Dr O'Sullivan said his application to a government fund for innovative Maori health projects was in its final vetting stages when anonymous letters accusing one of his employees of theft turned up at the Advocate and the Herald. It was not clear whether the letter had also been sent to health officials, but the GP said it was a deliberate attempt to stymie his plan.
The letter said a staff member involved in the proposal had been sacked from her last job, at the health centre where Dr O'Sullivan used to work and also been threatened with dismissal, for submitting an allegedly fictitious invoice for $3000 to the same fund. The GP, however, said he had full confidence in all his staff.
''The letter was written by someone from our community who had access to our proposal and was questioning the integrity of one of my team members who is leading this project. These brave anonymous authors want to sabotage a wonderful opportunity for improving children's health care in the Far North.''
Dr O'Sullivan said the writer had intimate knowledge of his staff member's employment history and believed, wrongly, that it would derail the telemedicine proposal. He said he was going public to show the lengths some people would go to ''protect their own patch''.
''I'd be happy if we lost out on our proposal because there was someone who could do the project better.

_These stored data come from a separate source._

// SPDX-License-Identifier: BUSL-1.1
// Copyright (c) 2026 Alfred Jean LLC

//! End-to-end scenario 4 (spec §8): a single `Controller` agent drives a
//! hierarchical statechart mirroring an intercom panel — digit entry,
//! apartment dialling with a no-answer timeout, and a service-code unlock
//! path that holds the door open for a fixed window. Grounded on
//! `intercom_statechart/main.cpp`'s `controller` agent, reduced to the parts
//! that exercise `transfer_to_state`, `suppress`, `just_switch_to`, and
//! timed self-signals (the cosmetic `keyboard_lights`/`display`/`ringer`
//! agents are not ported — they only print, they never gate a transition).

use std::sync::Arc;
use std::time::Duration;

use clap::Parser;
use parking_lot::Mutex;
use sobjectizer::agent::{AgentLogic, DefineCtx, EvtCtx};
use sobjectizer::env::{AgentSpec, CoopBuilder, EnvParams, Environment};
use sobjectizer::mbox::MboxRef;
use sobjectizer::timer::TimerHandle;
use sobjectizer::{send, send_signal, Result, Signal};

#[derive(Parser)]
struct Cli {
    #[arg(long, default_value_t = 300)]
    dial_timeout_ms: u64,
    #[arg(long, default_value_t = 150)]
    no_answer_timeout_ms: u64,
    #[arg(long, default_value_t = 200)]
    door_timeout_ms: u64,
}

struct KeyDigit(char);
struct KeyBell;
impl Signal for KeyBell {}
struct KeyGrid;
impl Signal for KeyGrid {}
struct KeyCancel;
impl Signal for KeyCancel {}
struct Deactivate;
impl Signal for Deactivate {}
/// Fires for whichever of `dial_apartment`/`no_answer`/`door_unlocked` is
/// current — the subscription key is `(mbox, msg_type, state)`, so one
/// signal type safely serves all three without cross-firing.
struct Timeout;
impl Signal for Timeout {}

const ACTUAL_SERVICE_CODE: &str = "12345";

struct Controller {
    env: Arc<Environment>,
    inbox: MboxRef,
    apartments: Vec<(&'static str, &'static str)>,
    dial_timeout: Duration,
    no_answer_timeout: Duration,
    door_timeout: Duration,
    observed_state: Arc<Mutex<&'static str>>,
}

impl AgentLogic for Controller {
    fn define_agent(&mut self, ctx: &mut DefineCtx<'_>) -> Result<()> {
        let inactive = ctx.add_state("inactive");
        let active = ctx.add_state("active");
        let wait_activity = ctx.add_nested_state("wait_activity", active)?;
        let number_selection = ctx.add_nested_state("number_selection", active)?;
        let dialling = ctx.add_nested_state("dialling", active)?;
        let dial_apartment = ctx.add_nested_state("dial_apartment", dialling)?;
        let no_answer = ctx.add_nested_state("no_answer", dialling)?;
        let service_code_selection = ctx.add_nested_state("service_code_selection", active)?;
        let door_unlocked = ctx.add_nested_state("door_unlocked", active)?;
        ctx.set_initial_state(inactive);

        let named_states: &[(usize, &'static str)] = &[
            (inactive, "inactive"),
            (active, "active"),
            (wait_activity, "wait_activity"),
            (number_selection, "number_selection"),
            (dialling, "dialling"),
            (dial_apartment, "dial_apartment"),
            (no_answer, "no_answer"),
            (service_code_selection, "service_code_selection"),
            (door_unlocked, "door_unlocked"),
        ];
        for &(id, name) in named_states {
            let observed = self.observed_state.clone();
            ctx.set_on_enter(id, Box::new(move || *observed.lock() = name));
        }

        ctx.transfer_to_state(inactive, sobjectizer::MessageType::of::<KeyDigit>(), wait_activity);
        ctx.transfer_to_state(inactive, sobjectizer::MessageType::of::<KeyBell>(), wait_activity);
        ctx.transfer_to_state(inactive, sobjectizer::MessageType::of::<KeyGrid>(), wait_activity);
        ctx.transfer_to_state(inactive, sobjectizer::MessageType::of::<KeyCancel>(), wait_activity);
        ctx.transfer_to_state(wait_activity, sobjectizer::MessageType::of::<KeyDigit>(), number_selection);

        ctx.subscribe::<KeyCancel, _>(&self.inbox, active, move |ctx, _| {
            let _ = ctx.change_state(wait_activity);
        })?;
        ctx.subscribe::<KeyGrid, _>(&self.inbox, active, move |ctx, _| {
            let _ = ctx.change_state(service_code_selection);
        })?;
        ctx.just_switch_to::<Deactivate>(&self.inbox, active, inactive)?;

        let apartment_number = Arc::new(Mutex::new(String::new()));
        let apartments = self.apartments.clone();

        let accumulator = apartment_number.clone();
        ctx.set_on_enter(number_selection, Box::new(move || accumulator.lock().clear()));
        let accumulator = apartment_number.clone();
        ctx.subscribe::<KeyDigit, _>(&self.inbox, number_selection, move |_ctx, digit: &KeyDigit| {
            let mut number = accumulator.lock();
            if number.len() < 3 {
                number.push(digit.0);
            }
            tracing::info!(apartment_number = %number, "display");
        })?;
        let accumulator = apartment_number.clone();
        ctx.subscribe::<KeyBell, _>(&self.inbox, number_selection, move |ctx, _| {
            let number = accumulator.lock().clone();
            if apartments.iter().any(|(n, _)| *n == number) {
                let _ = ctx.change_state(dial_apartment);
            } else {
                tracing::info!("display: Err");
                let _ = ctx.change_state(wait_activity);
            }
        })?;
        ctx.suppress::<KeyGrid>(&self.inbox, number_selection)?;

        ctx.suppress::<KeyGrid>(&self.inbox, dialling)?;
        ctx.suppress::<KeyBell>(&self.inbox, dialling)?;
        ctx.suppress::<KeyDigit>(&self.inbox, dialling)?;

        let pending_timer: Arc<Mutex<Option<TimerHandle>>> = Arc::new(Mutex::new(None));

        let env = self.env.clone();
        let inbox = self.inbox.clone();
        let timer_slot = pending_timer.clone();
        let accumulator = apartment_number.clone();
        let dial_timeout = self.dial_timeout;
        ctx.set_on_enter(dial_apartment, Box::new(move || {
            tracing::info!(apartment = %accumulator.lock(), "ringing");
            if let Ok(handle) = sobjectizer::send_delayed::<Timeout>(&env, &inbox, Timeout, dial_timeout) {
                *timer_slot.lock() = Some(handle);
            }
        }));
        ctx.subscribe::<Timeout, _>(&self.inbox, dial_apartment, move |ctx, _| {
            let _ = ctx.change_state(no_answer);
        })?;

        let env = self.env.clone();
        let inbox = self.inbox.clone();
        let timer_slot = pending_timer.clone();
        let no_answer_timeout = self.no_answer_timeout;
        ctx.set_on_enter(no_answer, Box::new(move || {
            tracing::info!("display: No Answer");
            if let Ok(handle) = sobjectizer::send_delayed::<Timeout>(&env, &inbox, Timeout, no_answer_timeout) {
                *timer_slot.lock() = Some(handle);
            }
        }));
        ctx.subscribe::<Timeout, _>(&self.inbox, no_answer, move |ctx, _| {
            let _ = ctx.change_state(wait_activity);
        })?;
        ctx.suppress::<KeyCancel>(&self.inbox, no_answer)?;

        let service_code = Arc::new(Mutex::new(String::new()));
        let accumulator = service_code.clone();
        ctx.set_on_enter(service_code_selection, Box::new(move || accumulator.lock().clear()));
        let accumulator = service_code.clone();
        ctx.subscribe::<KeyDigit, _>(&self.inbox, service_code_selection, move |_ctx, digit: &KeyDigit| {
            let mut code = accumulator.lock();
            if code.len() < 5 {
                code.push(digit.0);
            }
            tracing::info!(masked = "#".repeat(code.len()), "display");
        })?;
        let accumulator = service_code.clone();
        ctx.subscribe::<KeyGrid, _>(&self.inbox, service_code_selection, move |ctx, _| {
            let code = accumulator.lock().clone();
            if !code.is_empty() {
                if code == ACTUAL_SERVICE_CODE {
                    let _ = ctx.change_state(door_unlocked);
                } else {
                    tracing::info!("display: Err");
                    let _ = ctx.change_state(wait_activity);
                }
            }
        })?;

        let env = self.env.clone();
        let inbox = self.inbox.clone();
        let timer_slot = pending_timer.clone();
        let door_timeout = self.door_timeout;
        ctx.set_on_enter(door_unlocked, Box::new(move || {
            tracing::info!("display: unlocked");
            if let Ok(handle) = sobjectizer::send_delayed::<Timeout>(&env, &inbox, Timeout, door_timeout) {
                *timer_slot.lock() = Some(handle);
            }
        }));
        ctx.subscribe::<Timeout, _>(&self.inbox, door_unlocked, move |ctx, _| {
            let _ = ctx.change_state(wait_activity);
        })?;
        ctx.suppress::<KeyGrid>(&self.inbox, door_unlocked)?;
        ctx.suppress::<KeyBell>(&self.inbox, door_unlocked)?;
        ctx.suppress::<KeyDigit>(&self.inbox, door_unlocked)?;
        ctx.suppress::<KeyCancel>(&self.inbox, door_unlocked)?;

        Ok(())
    }

    fn evt_start(&mut self, _ctx: &mut EvtCtx<'_>) {
        *self.observed_state.lock() = "inactive";
    }
}

#[allow(clippy::expect_used)]
fn main() {
    tracing_subscriber::fmt()
        .with_env_filter(tracing_subscriber::EnvFilter::try_from_default_env().unwrap_or_else(|_| "info".into()))
        .init();
    let cli = Cli::parse();

    let env = Environment::new(EnvParams::new());
    let inbox = env.create_mpmc_mbox();
    let observed_state = Arc::new(Mutex::new("default"));

    let controller = Controller {
        env: env.clone(),
        inbox: inbox.clone(),
        apartments: vec![("101", "1011"), ("102", "1022")],
        dial_timeout: Duration::from_millis(cli.dial_timeout_ms),
        no_answer_timeout: Duration::from_millis(cli.no_answer_timeout_ms),
        door_timeout: Duration::from_millis(cli.door_timeout_ms),
        observed_state: observed_state.clone(),
    };

    let handle = env
        .register_coop(CoopBuilder::new("intercom").add_agent(AgentSpec::new(controller, "default")))
        .expect("coop registration must succeed");
    tracing::info!(coop = handle.id(), "intercom running");

    let settle = Duration::from_millis(40);

    for digit in ['1', '0', '1'] {
        let _ = send(&inbox, KeyDigit(digit));
        std::thread::sleep(settle);
    }
    let _ = send_signal::<KeyBell>(&inbox);
    std::thread::sleep(settle);
    assert_eq!(*observed_state.lock(), "dial_apartment");

    std::thread::sleep(Duration::from_millis(cli.dial_timeout_ms) + settle);
    assert_eq!(*observed_state.lock(), "no_answer");

    std::thread::sleep(Duration::from_millis(cli.no_answer_timeout_ms) + settle);
    assert_eq!(*observed_state.lock(), "wait_activity");

    let _ = send_signal::<KeyGrid>(&inbox);
    std::thread::sleep(settle);
    for digit in ACTUAL_SERVICE_CODE.chars() {
        let _ = send(&inbox, KeyDigit(digit));
        std::thread::sleep(settle);
    }
    let _ = send_signal::<KeyGrid>(&inbox);
    std::thread::sleep(settle);
    assert_eq!(*observed_state.lock(), "door_unlocked");

    std::thread::sleep(Duration::from_millis(cli.door_timeout_ms) + settle);
    assert_eq!(*observed_state.lock(), "wait_activity");

    let _ = send_signal::<Deactivate>(&inbox);
    std::thread::sleep(settle);
    assert_eq!(*observed_state.lock(), "inactive");

    println!("intercom demo finished in state {}", observed_state.lock());
}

However, to know our children could miss out because there are some that are bitter about what I say and do angers me and should anger others too,'' he said.

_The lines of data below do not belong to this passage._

// SPDX-License-Identifier: BUSL-1.1
// Copyright (c) 2026 Alfred Jean LLC

//! `simple_mt_safe` infrastructure flavor: a single preregistered
//! `"default"` dispatcher, for applications that only ever need one
//! scheduling strategy (spec §6).

use std::collections::HashMap;
use std::sync::Arc;

use crate::dispatch::{DispBinder, OneThreadDispatcher};

use super::params::EnvParams;

pub fn build_dispatchers(_params: &EnvParams) -> HashMap<String, Arc<dyn DispBinder>> {
    let mut registry: HashMap<String, Arc<dyn DispBinder>> = HashMap::new();
    registry.insert("default".into(), OneThreadDispatcher::new());
    registry
}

If it goes ahead the proposal will create a virtual version of the MOKO health service. Children in remote communities, accompanied by locals trained in the basics of medicine and IT, will be seen by a GP or nurse using a high-resolution camera and a Skype-like application. Medication could be sent by rural delivery and administered at school.

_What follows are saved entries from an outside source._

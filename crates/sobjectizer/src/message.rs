// SPDX-License-Identifier: BUSL-1.1
// Copyright (c) 2026 Alfred Jean LLC

//! Message, signal, mutability and envelope types (spec §3, §4.1).

use std::any::{Any, TypeId};
use std::collections::HashMap;
use std::fmt;
use std::sync::{Arc, Mutex, OnceLock};

/// Marker for any type that can be carried as a message payload.
///
/// Blanket-implemented for every `Send + Sync + 'static` type, matching the
/// teacher's habit of leaning on trait bounds rather than a closed registry.
pub trait Message: Send + Sync + 'static {}
impl<T: Send + Sync + 'static> Message for T {}

/// Marker for message types that carry no meaningful payload — a *signal*.
///
/// Implement this for a unit struct (or any zero-sized type) to send it with
/// [`crate::send_signal`] without constructing a value.
pub trait Signal: Message {}

/// Marker for message types that may be sent mutably through an MPSC mbox.
///
/// Types that do not implement this are always delivered immutably; sending
/// one mutably (or subscribing for it mutably on an MPMC mbox) fails with
/// [`crate::error::SoErrorKind::MutableOnMpmc`].
pub trait MutableMessage: Message {}

/// Stable per-type tag used as the routing key everywhere in the crate.
///
/// Equality and hashing are by [`TypeId`]; the name is carried only for
/// tracing and diagnostics and never participates in routing decisions.
#[derive(Clone, Copy)]
pub struct MessageType {
    type_id: TypeId,
    name: &'static str,
}

impl MessageType {
    pub fn of<M: Message>() -> Self {
        Self { type_id: TypeId::of::<M>(), name: std::any::type_name::<M>() }
    }

    pub fn name(&self) -> &'static str {
        self.name
    }

    /// A stable, totally-ordered surrogate for this type, assigned the
    /// first time each distinct `TypeId` is seen (a process-wide monotonic
    /// counter, not a hash — so distinct types never collide). `TypeId`
    /// itself has no `Ord` impl; subscription storage backends that need a
    /// sort order (the sorted-vector and flat-set backends, spec §4.2) key
    /// on this instead.
    pub fn rank(&self) -> u64 {
        static RANKS: OnceLock<Mutex<(HashMap<TypeId, u64>, u64)>> = OnceLock::new();
        let lock = RANKS.get_or_init(|| Mutex::new((HashMap::new(), 0)));
        let mut guard = lock.lock().unwrap_or_else(|e| e.into_inner());
        if let Some(r) = guard.0.get(&self.type_id) {
            return *r;
        }
        let next = guard.1;
        guard.1 += 1;
        guard.0.insert(self.type_id, next);
        next
    }
}

impl PartialEq for MessageType {
    fn eq(&self, other: &Self) -> bool {
        self.type_id == other.type_id
    }
}
impl Eq for MessageType {}

impl std::hash::Hash for MessageType {
    fn hash<H: std::hash::Hasher>(&self, state: &mut H) {
        self.type_id.hash(state);
    }
}

impl fmt::Debug for MessageType {
    fn fmt(&self, f: &mut fmt::Formatter<'_>) -> fmt::Result {
        f.write_str(self.name)
    }
}

/// Whether a message instance may be mutated by its (single) recipient.
#[derive(Debug, Clone, Copy, PartialEq, Eq)]
pub enum Mutability {
    Immutable,
    Mutable,
}

/// A type-erased, reference-counted message instance.
///
/// `payload` is `None` exactly when the instance represents a signal — only
/// its [`MessageType`] matters in that case.
pub struct MessageInstance {
    msg_type: MessageType,
    payload: Option<Arc<dyn Any + Send + Sync>>,
    mutability: Mutability,
}

impl MessageInstance {
    pub fn new_message<M: Message>(msg: M, mutability: Mutability) -> Self {
        Self { msg_type: MessageType::of::<M>(), payload: Some(Arc::new(msg)), mutability }
    }

    pub fn new_signal<M: Signal>() -> Self {
        Self { msg_type: MessageType::of::<M>(), payload: None, mutability: Mutability::Immutable }
    }

    pub fn msg_type(&self) -> MessageType {
        self.msg_type
    }

    pub fn mutability(&self) -> Mutability {
        self.mutability
    }

    pub fn is_signal(&self) -> bool {
        self.payload.is_none()
    }

    /// Downcast the payload to `M`. Returns `None` for signals or a type mismatch.
    pub fn downcast<M: Message>(&self) -> Option<&M> {
        self.payload.as_ref().and_then(|p| p.downcast_ref::<M>())
    }
}

impl fmt::Debug for MessageInstance {
    fn fmt(&self, f: &mut fmt::Formatter<'_>) -> fmt::Result {
        f.debug_struct("MessageInstance")
            .field("msg_type", &self.msg_type)
            .field("is_signal", &self.is_signal())
            .field("mutability", &self.mutability)
            .finish()
    }
}

/// Reference-counted handle to a message instance; cheap to clone, shared
/// across every subscriber a delivery reaches.
pub type MessageRef = Arc<MessageInstance>;

/// A wrapper message that can observe or transform delivery of its payload
/// (spec §3, §4.1). Transparent to type-based subscription: the mbox always
/// routes by the *inner* message's [`MessageType`].
pub trait Envelope: Send + Sync + fmt::Debug {
    /// The wrapped message. Access is read-only — envelopes inspect, they
    /// don't mutate in place.
    fn payload(&self) -> &MessageRef;

    /// Called by the mbox immediately before attempting delivery, and again
    /// after the handler has run, purely for observation.
    fn access_hook(&self, _mode: AccessMode) {}

    /// Called once, before the first delivery attempt, to let the envelope
    /// transform or suppress its payload. Returning `None` suppresses
    /// delivery entirely (the message never reaches a handler).
    fn transformation_hook(&self) -> Option<MessageRef> {
        Some(self.payload().clone())
    }
}

#[derive(Debug, Clone, Copy, PartialEq, Eq)]
pub enum AccessMode {
    BeforeDeliveryAttempt,
    AfterHandlerInvocation,
}

/// What a sender actually hands to an mbox: a plain message or one wrapped
/// in an [`Envelope`]. Routing always resolves to the inner [`MessageRef`]
/// before the mbox looks anything up.
#[derive(Clone)]
pub enum Payload {
    Plain(MessageRef),
    Enveloped(Arc<dyn Envelope>),
}

impl Payload {
    /// Extract the message actually delivered, running the envelope's
    /// transformation hook if present. `None` means delivery is suppressed.
    pub fn resolve(&self) -> Option<MessageRef> {
        match self {
            Payload::Plain(m) => Some(m.clone()),
            Payload::Enveloped(e) => {
                e.access_hook(AccessMode::BeforeDeliveryAttempt);
                e.transformation_hook()
            }
        }
    }
}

It would save children and medical staff a round trip of up to 200km and allow treatment of common childhood problems such as scabies, sore throats and school sores. It would depend on the roll-out of the government's Rural Broadband Initiative, with high-speed internet not due to reach the remotest parts of the Far North until mid-2014.
Dr O'Sullivan said he had developed the proposal after talking with IT companies and an indigenous health service using telemedicine to treat patients in Alaska.
''I'm really excited about it. We could start with kids with skin infections and sore throats, and end up seeing people with diabetes or other chronic conditions. It could change the way we deliver health care,'' he said.